Colpo antidroga messo a segno dai Carabinieri del Nucleo Operativo della Compagnia di Roma Casilina che hanno arrestato un romano di 29 anni, con precedenti, gravemente indiziato del reato di detenzione ai fini di spaccio di quasi 87 kg di hashish.

Carabinieri in servizio antidroga

I Carabinieri in borghese, nel corso di un servizio antidroga, transitando in via di Torre Maura, hanno notato un’auto in sosta e il conducente discutere con un altro uomo, appoggiato al finestrino lato guida. L’auto è risultata noleggiata un’agenzia di Roma e a quel punto hanno deciso di controllarli.

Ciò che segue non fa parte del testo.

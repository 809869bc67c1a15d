//! Technique matching.
//!
//! Each condition category on a technique is evaluated on its own and
//! yields one of three outcomes: wildcard, pass (with the reason) or
//! fail. A technique matches when no category fails.

use promptsmith_core::{ComplexityLevel, Technique};
use std::fmt;

/// Why a category passed. Wildcard passes carry no reason.
#[derive(Debug, Clone, PartialEq, Eq)]
pub enum MatchReason {
    Intent,
    ComplexityLevel,
    ComplexityRange,
    Keyword(String),
}

impl fmt::Display for MatchReason {
    fn fmt(&self, f: &mut fmt::Formatter<'_>) -> fmt::Result {
        match self {
            Self::Intent => f.write_str("intent"),
            Self::ComplexityLevel => f.write_str("complexity level"),
            Self::ComplexityRange => f.write_str("complexity range"),
            Self::Keyword(k) => write!(f, "keyword '{k}'"),
        }
    }
}

enum Outcome {
    Wildcard,
    Pass(MatchReason),
    Fail,
}

/// The request facts every technique is evaluated against.
#[derive(Debug, Clone)]
pub struct MatchContext<'a> {
    /// `None` matches every intent condition.
    pub intent: Option<&'a str>,
    /// `None` (with `complexity_known == false`) matches every complexity condition.
    pub level: Option<ComplexityLevel>,
    pub complexity_known: bool,
    pub score: f64,
    text_lower: String,
}

impl<'a> MatchContext<'a> {
    pub fn new(
        text: &str,
        intent: Option<&'a str>,
        level: Option<ComplexityLevel>,
        complexity_known: bool,
        score: f64,
    ) -> Self {
        Self {
            intent,
            level,
            complexity_known,
            score,
            text_lower: text.to_lowercase(),
        }
    }
}

/// A technique whose conditions all passed.
#[derive(Debug, Clone)]
pub struct TechniqueMatch<'a> {
    /// Position in the catalog, used for tie-breaking.
    pub index: usize,
    pub technique: &'a Technique,
    pub reasons: Vec<MatchReason>,
}

impl TechniqueMatch<'_> {
    /// Base score before intent boosts.
    pub fn base_score(&self) -> i64 {
        i64::from(self.technique.priority)
    }
}

/// Evaluate one technique. Returns the reasons on a match.
pub fn evaluate(technique: &Technique, ctx: &MatchContext<'_>) -> Option<Vec<MatchReason>> {
    if !technique.enabled {
        return None;
    }
    let mut reasons = Vec::new();
    for outcome in [
        intent_outcome(technique, ctx),
        complexity_outcome(technique, ctx),
        keyword_outcome(technique, ctx),
    ] {
        match outcome {
            Outcome::Wildcard => {}
            Outcome::Pass(reason) => reasons.push(reason),
            Outcome::Fail => return None,
        }
    }
    Some(reasons)
}

/// Evaluate the whole catalog, preserving catalog order.
pub fn match_all<'a>(techniques: &'a [Technique], ctx: &MatchContext<'_>) -> Vec<TechniqueMatch<'a>> {
    techniques
        .iter()
        .enumerate()
        .filter_map(|(index, technique)| {
            evaluate(technique, ctx).map(|reasons| TechniqueMatch {
                index,
                technique,
                reasons,
            })
        })
        .collect()
}

fn intent_outcome(technique: &Technique, ctx: &MatchContext<'_>) -> Outcome {
    let Some(intents) = technique.conditions.intents.members() else {
        return Outcome::Wildcard;
    };
    match ctx.intent {
        None => Outcome::Wildcard,
        Some(intent) if intents.contains(intent) => Outcome::Pass(MatchReason::Intent),
        Some(_) => Outcome::Fail,
    }
}

fn complexity_outcome(technique: &Technique, ctx: &MatchContext<'_>) -> Outcome {
    let conditions = &technique.conditions;
    let levels = &conditions.complexity;
    let range = conditions.complexity_range;
    if (levels.is_any() && range.is_none()) || !ctx.complexity_known {
        return Outcome::Wildcard;
    }

    if !levels.is_any() && ctx.level.is_some_and(|level| levels.admits(&level)) {
        return Outcome::Pass(MatchReason::ComplexityLevel);
    }
    if range.is_some_and(|r| r.contains(ctx.score)) {
        return Outcome::Pass(MatchReason::ComplexityRange);
    }
    Outcome::Fail
}

fn keyword_outcome(technique: &Technique, ctx: &MatchContext<'_>) -> Outcome {
    let Some(keywords) = technique.conditions.keywords.members() else {
        return Outcome::Wildcard;
    };
    keywords
        .iter()
        .find(|k| {
            let needle = k.trim().to_lowercase();
            !needle.is_empty() && ctx.text_lower.contains(&needle)
        })
        .map_or(Outcome::Fail, |k| Outcome::Pass(MatchReason::Keyword(k.clone())))
}

#[cfg(test)]
mod tests {
    use super::*;

    fn ctx<'a>(text: &str, intent: Option<&'a str>, level: Option<ComplexityLevel>) -> MatchContext<'a> {
        MatchContext::new(text, intent, level, level.is_some(), 0.5)
    }

    #[test]
    fn unconditional_technique_matches_without_reasons() {
        let t = Technique::new("plain", 1);
        assert_eq!(evaluate(&t, &ctx("anything", Some("coding"), None)), Some(vec![]));
    }

    #[test]
    fn intent_must_be_a_member() {
        let t = Technique::new("cot", 5).with_intents(["problem_solving"]);
        assert_eq!(
            evaluate(&t, &ctx("x", Some("problem_solving"), None)),
            Some(vec![MatchReason::Intent])
        );
        assert_eq!(evaluate(&t, &ctx("x", Some("creative_writing"), None)), None);
    }

    #[test]
    fn missing_intent_is_a_wildcard() {
        let t = Technique::new("cot", 5).with_intents(["problem_solving"]);
        assert_eq!(evaluate(&t, &ctx("x", None, None)), Some(vec![]));
    }

    #[test]
    fn level_or_range_satisfies_complexity() {
        let t = Technique::new("t", 1)
            .with_complexity([ComplexityLevel::Complex])
            .with_score_range(0.4, 0.6);
        // Level misses, range (0.5) hits.
        assert_eq!(
            evaluate(&t, &ctx("x", None, Some(ComplexityLevel::Simple))),
            Some(vec![MatchReason::ComplexityRange])
        );
        // Level hits.
        assert_eq!(
            evaluate(&t, &ctx("x", None, Some(ComplexityLevel::Complex))),
            Some(vec![MatchReason::ComplexityLevel])
        );
        // Both miss.
        let far = MatchContext::new("x", None, Some(ComplexityLevel::Simple), true, 0.1);
        assert_eq!(evaluate(&t, &far), None);
    }

    #[test]
    fn range_only_technique_ignores_the_level() {
        let t = Technique::new("t", 1).with_score_range(0.7, 1.0);
        let low = MatchContext::new("x", None, Some(ComplexityLevel::Complex), true, 0.3);
        assert_eq!(evaluate(&t, &low), None);
        let high = MatchContext::new("x", None, Some(ComplexityLevel::Simple), true, 0.8);
        assert_eq!(evaluate(&t, &high), Some(vec![MatchReason::ComplexityRange]));
    }

    #[test]
    fn unknown_complexity_is_a_wildcard() {
        let t = Technique::new("t", 1).with_complexity([ComplexityLevel::Complex]);
        assert_eq!(evaluate(&t, &ctx("x", None, None)), Some(vec![]));
    }

    #[test]
    fn keywords_are_case_insensitive_substrings() {
        let t = Technique::new("few_shot", 1).with_keywords(["Example", "similar"]);
        assert_eq!(
            evaluate(&t, &ctx("Write an EXAMPLES section", None, None)),
            Some(vec![MatchReason::Keyword("Example".into())])
        );
        assert_eq!(evaluate(&t, &ctx("nothing relevant", None, None)), None);
    }

    #[test]
    fn every_present_category_must_pass() {
        let t = Technique::new("t", 1)
            .with_intents(["coding"])
            .with_keywords(["refactor"]);
        assert!(evaluate(&t, &ctx("please refactor", Some("coding"), None)).is_some());
        assert!(evaluate(&t, &ctx("please refactor", Some("chat"), None)).is_none());
        assert!(evaluate(&t, &ctx("please rewrite", Some("coding"), None)).is_none());
    }

    #[test]
    fn disabled_techniques_never_match() {
        let t = Technique::new("t", 1).disabled();
        assert_eq!(evaluate(&t, &ctx("x", None, None)), None);
    }

    #[test]
    fn match_all_keeps_catalog_order() {
        let techniques = vec![
            Technique::new("a", 1),
            Technique::new("b", 9).with_intents(["other"]),
            Technique::new("c", 5),
        ];
        let matches = match_all(&techniques, &ctx("x", Some("coding"), None));
        let ids: Vec<_> = matches.iter().map(|m| (m.index, m.technique.id.as_str())).collect();
        assert_eq!(ids, vec![(0, "a"), (2, "c")]);
        assert_eq!(matches[1].base_score(), 5);
    }
}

L’atteggiamento sospetto dell’uomo alla guida, un 29enne romano, ha spinto i militari ad approfondire, ispezionando l’auto dove, sotto il sedile, hanno rinvenuto un involucro contenente 15 grammi di hashish.

Abitazione perquisita

A quel punto, i Carabinieri hanno esteso la perquisizione anche all’abitazione del 29enne, dove hanno rinvenuto, nella camera da letto, nascosto in un sacchetto di plastica da cucina, un involucro con 50 g. della medesima sostanza. La perquisizione è poi proseguita in una cantina, nell’esclusiva disponibilità del giovane ma di proprietà della nonna, all’interno della quale hanno rinvenuto ben quasi 87 chili del medesimo stupefacente, suddivisi in panetti, in gran parte ancora sigillati in pacchi del peso di circa un chilo. Alcuni pacchi riportanti la sigla “INTER”, l’immagine di un personaggio di Dragon Ball e altri “RED MAGIC”, nonché due telefonini che saranno analizzati dagli esperti informatici dell’Arma per il prosieguo delle indagini.

Colpo da un milione di dosi

Dalla perizia eseguita dagli esperti è risultato che dallo stupefacente sequestrato si sarebbero potute ricavare oltre un milione di dosi. Il giovane è stato condotto in caserma e successivamente il suo arresto è stato convalidato e condotto in carcere in attesa del giudizio.